→ **AIM OF THE EXERCISE**
Exactly the lines from the one that contains "pub fn generate_test_record_name()" through the end of the material below are to be output, the first and last included.

----- DATASET EXTRACT -----

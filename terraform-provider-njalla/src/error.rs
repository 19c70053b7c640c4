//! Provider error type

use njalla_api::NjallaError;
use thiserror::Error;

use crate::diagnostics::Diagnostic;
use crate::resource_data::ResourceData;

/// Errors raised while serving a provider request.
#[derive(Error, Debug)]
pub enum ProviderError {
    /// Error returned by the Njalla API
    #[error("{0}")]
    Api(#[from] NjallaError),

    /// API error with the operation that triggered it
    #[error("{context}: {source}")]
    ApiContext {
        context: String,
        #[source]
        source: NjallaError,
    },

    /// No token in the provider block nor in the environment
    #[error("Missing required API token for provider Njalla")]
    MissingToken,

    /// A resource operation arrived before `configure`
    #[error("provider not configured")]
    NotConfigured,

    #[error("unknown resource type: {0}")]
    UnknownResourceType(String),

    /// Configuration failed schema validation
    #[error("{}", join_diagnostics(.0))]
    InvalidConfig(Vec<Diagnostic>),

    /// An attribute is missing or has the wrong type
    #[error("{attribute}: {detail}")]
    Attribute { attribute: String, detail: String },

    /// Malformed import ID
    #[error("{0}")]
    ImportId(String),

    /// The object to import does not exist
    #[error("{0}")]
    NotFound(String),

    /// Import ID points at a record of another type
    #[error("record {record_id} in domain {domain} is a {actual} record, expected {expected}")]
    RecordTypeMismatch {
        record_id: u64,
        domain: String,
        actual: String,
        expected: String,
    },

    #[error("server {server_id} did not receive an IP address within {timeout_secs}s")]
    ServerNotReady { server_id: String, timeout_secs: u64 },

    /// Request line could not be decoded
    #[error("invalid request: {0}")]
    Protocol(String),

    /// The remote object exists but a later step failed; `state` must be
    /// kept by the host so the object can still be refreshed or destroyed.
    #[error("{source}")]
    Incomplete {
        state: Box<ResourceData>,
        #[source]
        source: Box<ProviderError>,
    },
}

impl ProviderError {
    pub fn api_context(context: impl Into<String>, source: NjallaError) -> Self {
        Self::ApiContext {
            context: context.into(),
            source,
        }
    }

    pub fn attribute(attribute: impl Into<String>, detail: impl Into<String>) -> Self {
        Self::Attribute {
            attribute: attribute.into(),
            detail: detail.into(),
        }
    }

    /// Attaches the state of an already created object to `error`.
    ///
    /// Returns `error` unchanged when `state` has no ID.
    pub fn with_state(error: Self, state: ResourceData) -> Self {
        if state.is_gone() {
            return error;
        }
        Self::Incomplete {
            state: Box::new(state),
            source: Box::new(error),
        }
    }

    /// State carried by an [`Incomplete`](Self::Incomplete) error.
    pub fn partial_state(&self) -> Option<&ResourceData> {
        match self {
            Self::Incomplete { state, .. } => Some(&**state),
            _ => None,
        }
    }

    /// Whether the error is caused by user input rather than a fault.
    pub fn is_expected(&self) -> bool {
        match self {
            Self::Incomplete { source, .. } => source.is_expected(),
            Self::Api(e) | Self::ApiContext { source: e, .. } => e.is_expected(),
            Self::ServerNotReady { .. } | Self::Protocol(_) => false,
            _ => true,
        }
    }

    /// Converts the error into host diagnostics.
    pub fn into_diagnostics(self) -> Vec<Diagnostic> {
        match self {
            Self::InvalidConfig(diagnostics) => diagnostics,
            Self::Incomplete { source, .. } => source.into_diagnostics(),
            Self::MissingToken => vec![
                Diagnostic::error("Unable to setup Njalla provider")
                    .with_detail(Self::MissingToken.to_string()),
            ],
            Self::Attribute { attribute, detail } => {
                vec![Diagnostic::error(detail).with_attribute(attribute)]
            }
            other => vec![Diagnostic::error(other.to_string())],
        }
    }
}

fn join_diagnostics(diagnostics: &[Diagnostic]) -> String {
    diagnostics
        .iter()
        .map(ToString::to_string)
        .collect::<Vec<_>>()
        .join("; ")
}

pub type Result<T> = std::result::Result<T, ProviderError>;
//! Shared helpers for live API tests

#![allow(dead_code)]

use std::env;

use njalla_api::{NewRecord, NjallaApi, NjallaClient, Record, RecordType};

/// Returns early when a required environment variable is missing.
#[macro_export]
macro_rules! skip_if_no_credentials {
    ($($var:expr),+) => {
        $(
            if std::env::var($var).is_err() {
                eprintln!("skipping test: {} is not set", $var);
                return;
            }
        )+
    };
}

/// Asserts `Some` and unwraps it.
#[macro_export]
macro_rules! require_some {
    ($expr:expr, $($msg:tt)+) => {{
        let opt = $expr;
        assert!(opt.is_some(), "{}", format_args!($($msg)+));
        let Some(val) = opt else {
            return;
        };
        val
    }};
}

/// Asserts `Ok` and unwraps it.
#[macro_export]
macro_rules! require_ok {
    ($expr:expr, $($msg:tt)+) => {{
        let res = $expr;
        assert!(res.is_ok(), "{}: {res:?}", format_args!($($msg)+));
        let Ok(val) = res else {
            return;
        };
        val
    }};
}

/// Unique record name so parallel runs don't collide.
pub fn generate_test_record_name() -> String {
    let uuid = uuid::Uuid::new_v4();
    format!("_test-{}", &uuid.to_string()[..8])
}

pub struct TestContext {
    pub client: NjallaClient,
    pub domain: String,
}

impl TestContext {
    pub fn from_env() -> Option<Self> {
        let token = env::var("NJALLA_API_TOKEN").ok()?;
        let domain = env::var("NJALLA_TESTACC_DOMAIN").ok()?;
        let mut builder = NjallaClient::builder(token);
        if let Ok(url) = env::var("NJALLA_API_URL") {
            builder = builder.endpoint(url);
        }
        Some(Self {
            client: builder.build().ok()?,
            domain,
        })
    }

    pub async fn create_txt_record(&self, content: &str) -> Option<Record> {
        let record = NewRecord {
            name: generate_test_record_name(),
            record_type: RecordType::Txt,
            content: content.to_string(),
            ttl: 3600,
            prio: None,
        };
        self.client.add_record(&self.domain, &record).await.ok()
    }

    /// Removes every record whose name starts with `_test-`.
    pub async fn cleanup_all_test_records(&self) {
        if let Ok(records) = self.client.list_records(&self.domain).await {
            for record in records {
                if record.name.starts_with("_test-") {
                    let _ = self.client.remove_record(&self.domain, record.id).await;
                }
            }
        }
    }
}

-----

→ **RESULT BELOW**
pub fn generate_test_record_name() -> String {
    let uuid = uuid::Uuid::new_v4();
    format!("_test-{}", &uuid.to_string()[..8])
}

pub struct TestContext {
    pub client: NjallaClient,
    pub domain: String,
}

impl TestContext {
    pub fn from_env() -> Option<Self> {
        let token = env::var("NJALLA_API_TOKEN").ok()?;
        let domain = env::var("NJALLA_TESTACC_DOMAIN").ok()?;
        let mut builder = NjallaClient::builder(token);
        if let Ok(url) = env::var("NJALLA_API_URL") {
            builder = builder.endpoint(url);
        }
        Some(Self {
            client: builder.build().ok()?,
            domain,
        })
    }

    pub async fn create_txt_record(&self, content: &str) -> Option<Record> {
        let record = NewRecord {
            name: generate_test_record_name(),
            record_type: RecordType::Txt,
            content: content.to_string(),
            ttl: 3600,
            prio: None,
        };
        self.client.add_record(&self.domain, &record).await.ok()
    }

    /// Removes every record whose name starts with `_test-`.
    pub async fn cleanup_all_test_records(&self) {
        if let Ok(records) = self.client.list_records(&self.domain).await {
            for record in records {
                if record.name.starts_with("_test-") {
                    let _ = self.client.remove_record(&self.domain, record.id).await;
                }
            }
        }
    }
}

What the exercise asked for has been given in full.